Addressing the issue of stress


12.7 million people are diagnosed with cancer each year. Fortunately, a tremendous amount of money and research has been devoted to researching cures and treatments for this devastating condition. But, how much have we investigated and made progress in treating one of the most prevalent problems for students worldwide: stress?

I hear the phrase, “I’ve never felt more stressed before in my life” from a vast majority of my high school peers. I not only hear this, but also see the effects of stress: frustration, agitation, difficulty with relaxation, and a host of physical symptoms.

Today, it’s somewhat normal to hear that everyone is stressed about school and college, and students try their best to cope by using tips and techniques they’ve gathered from Google as well as from therapists and counselors. There are indeed some beneficial tips and tricks to deal with stress: avoid caffeine, engage in physical activities, sleep more, try meditation, talk to someone, and develop a new, positive perspective on stress itself.

But what if you’ve already done all of these techniques, felt better temporarily, but in the end, still feel overwhelmed? How can you take control of your life when stress has already taken control of your emotions and actions? The current methods for dealing with stress are well-intentioned, but not necessarily proven to be effective over a long period of time. Students need more than just techniques; they need a long-term, effective treatment for their ills.

More research should be conducted to understand the causes, the effects, and most importantly, the treatments for stress reduction and management. Schools, businesses, psychiatrists, religious institutions, hospitals, and even the government, should play a larger role in studying this ubiquitous phenomenon.
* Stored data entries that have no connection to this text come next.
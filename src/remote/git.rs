//! remote::git
//!
//! Git-backed masterlist distribution using git2.
//!
//! # Layout
//!
//! A masterlist path like `lists/masterlist.yaml` means `lists/` is the
//! repository and `masterlist.yaml` the tracked file. [`GitRemote::update`]
//! initializes the repository on first use, fetches from `origin`, checks
//! the tracked file out of the requested branch's fetched tip, and moves
//! the local branch to match.
//!
//! # Error Normalization
//!
//! git2 errors are normalized into [`RemoteError`] variants here; no other
//! module sees git2 types.

use std::fs;
use std::path::Path;

use git2::{Blob, Commit, ErrorCode, Repository};

use super::traits::{RemoteError, RemoteSync, RevisionInfo};

/// Masterlist distribution over git.
#[derive(Debug, Default)]
pub struct GitRemote;

impl GitRemote {
    /// Create a git backend.
    pub fn new() -> Self {
        Self
    }
}

impl RemoteSync for GitRemote {
    fn update(&self, path: &Path, url: &str, branch: &str) -> Result<bool, RemoteError> {
        let (dir, filename) = split_list_path(path)?;
        let repo = ensure_repo(dir, url)?;
        fetch_origin(&repo)?;

        let commit = remote_branch_commit(&repo, branch)?;
        let blob = list_blob(&repo, &commit, &filename)?;
        let new_bytes = blob.content().to_vec();
        drop(blob);

        let old_bytes = fs::read(path).ok();
        let changed = old_bytes.as_deref() != Some(new_bytes.as_slice());

        if changed {
            fs::write(path, &new_bytes).map_err(|e| RemoteError::Io {
                path: path.to_path_buf(),
                message: e.to_string(),
            })?;
        }

        // Move the local branch to the fetched commit so revision queries
        // describe what is on disk.
        repo.reference(
            &format!("refs/heads/{branch}"),
            commit.id(),
            true,
            "metalist: update masterlist",
        )
        .map_err(as_git_error)?;
        repo.set_head(&format!("refs/heads/{branch}"))
            .map_err(as_git_error)?;

        log::info!(
            "updated '{}' from {url} ({branch}): {}",
            path.display(),
            if changed { "changed" } else { "unchanged" }
        );

        Ok(changed)
    }

    fn get_info(&self, path: &Path, short: bool) -> Result<RevisionInfo, RemoteError> {
        let (dir, filename) = split_list_path(path)?;
        let repo = open_repo(dir)?;

        let commit = repo
            .head()
            .and_then(|head| head.peel_to_commit())
            .map_err(as_git_error)?;

        let revision = if short {
            commit
                .as_object()
                .short_id()
                .ok()
                .and_then(|buf| buf.as_str().map(str::to_string))
                .unwrap_or_else(|| commit.id().to_string())
        } else {
            commit.id().to_string()
        };

        let date = chrono::DateTime::from_timestamp(commit.time().seconds(), 0)
            .ok_or_else(|| RemoteError::Git("commit timestamp out of range".into()))?
            .date_naive();

        let tracked = list_blob(&repo, &commit, &filename)?;
        let on_disk = fs::read(path).ok();
        let is_modified = on_disk.as_deref() != Some(tracked.content());

        Ok(RevisionInfo {
            revision,
            date,
            is_modified,
        })
    }

    fn is_latest(&self, path: &Path, branch: &str) -> Result<bool, RemoteError> {
        let (dir, _) = split_list_path(path)?;
        let repo = open_repo(dir)?;
        fetch_origin(&repo)?;

        let tip = remote_branch_commit(&repo, branch)?.id();
        let head = repo
            .head()
            .and_then(|head| head.peel_to_commit())
            .map_err(as_git_error)?
            .id();

        Ok(head == tip)
    }
}

/// Split a list path into its repository directory and tracked file name.
fn split_list_path(path: &Path) -> Result<(&Path, String), RemoteError> {
    let invalid = || RemoteError::InvalidPath {
        path: path.to_path_buf(),
    };

    let dir = path.parent().filter(|p| !p.as_os_str().is_empty());
    let filename = path
        .file_name()
        .and_then(|n| n.to_str())
        .map(str::to_string);

    match (dir, filename) {
        (Some(dir), Some(filename)) => Ok((dir, filename)),
        _ => Err(invalid()),
    }
}

fn open_repo(dir: &Path) -> Result<Repository, RemoteError> {
    Repository::open(dir).map_err(|_| RemoteError::NotARepo {
        path: dir.to_path_buf(),
    })
}

/// Open the repository at `dir`, initializing it and wiring `origin` to
/// `url` as needed.
fn ensure_repo(dir: &Path, url: &str) -> Result<Repository, RemoteError> {
    let repo = match Repository::open(dir) {
        Ok(repo) => repo,
        Err(_) => Repository::init(dir).map_err(as_git_error)?,
    };

    match repo.find_remote("origin") {
        Ok(remote) => {
            if remote.url() != Some(url) {
                drop(remote);
                repo.remote_set_url("origin", url).map_err(as_git_error)?;
            }
        }
        Err(_) => {
            repo.remote("origin", url).map_err(as_git_error)?;
        }
    }

    Ok(repo)
}

/// Fetch `origin` using its configured refspecs.
///
/// The wildcard refspec updates every remote-tracking ref, so a missing
/// branch surfaces afterwards as a typed ref-not-found on lookup instead of
/// an untyped fetch failure.
fn fetch_origin(repo: &Repository) -> Result<(), RemoteError> {
    let mut remote = repo.find_remote("origin").map_err(as_git_error)?;
    let refspecs: [&str; 0] = [];
    remote.fetch(&refspecs, None, None).map_err(as_git_error)
}

fn remote_branch_commit<'r>(
    repo: &'r Repository,
    branch: &str,
) -> Result<Commit<'r>, RemoteError> {
    let refname = format!("refs/remotes/origin/{branch}");
    let reference = repo.find_reference(&refname).map_err(|e| {
        if e.code() == ErrorCode::NotFound {
            RemoteError::RefNotFound {
                name: branch.to_string(),
            }
        } else {
            as_git_error(e)
        }
    })?;
    reference.peel_to_commit().map_err(as_git_error)
}

fn list_blob<'r>(
    repo: &'r Repository,
    commit: &Commit<'_>,
    name: &str,
) -> Result<Blob<'r>, RemoteError> {
    let tree = commit.tree().map_err(as_git_error)?;
    let entry = tree
        .get_name(name)
        .ok_or_else(|| RemoteError::Git(format!("'{name}' is not tracked in the repository")))?;
    let object = entry.to_object(repo).map_err(as_git_error)?;
    object
        .into_blob()
        .map_err(|_| RemoteError::Git(format!("'{name}' is not a regular file")))
}

fn as_git_error(err: git2::Error) -> RemoteError {
    RemoteError::Git(err.message().to_string())
}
It’s not as simple as telling people to take a deep breath or do yoga. There needs to be a more thorough, systematic strategy for students to approach stress and ultimately, overcome it.

It is doubtful that we will ever find a “cure” for stress. So many things cause stress and the only way to eliminate all stress is to remove oneself from this world. As students, we need to accept stress as a normal part of life, but that doesn’t mean that we should give up optimistically and aggressively learning more about it to live healthier lives. While many students cannot wait to graduate believing that the worst will be over, after that, there will be a whole new set of obstacles that will introduce stress yet again. Therefore, stress is inevitable, but we must enjoy life in the midst of challenges and have hope that research will provide increasingly better treatments.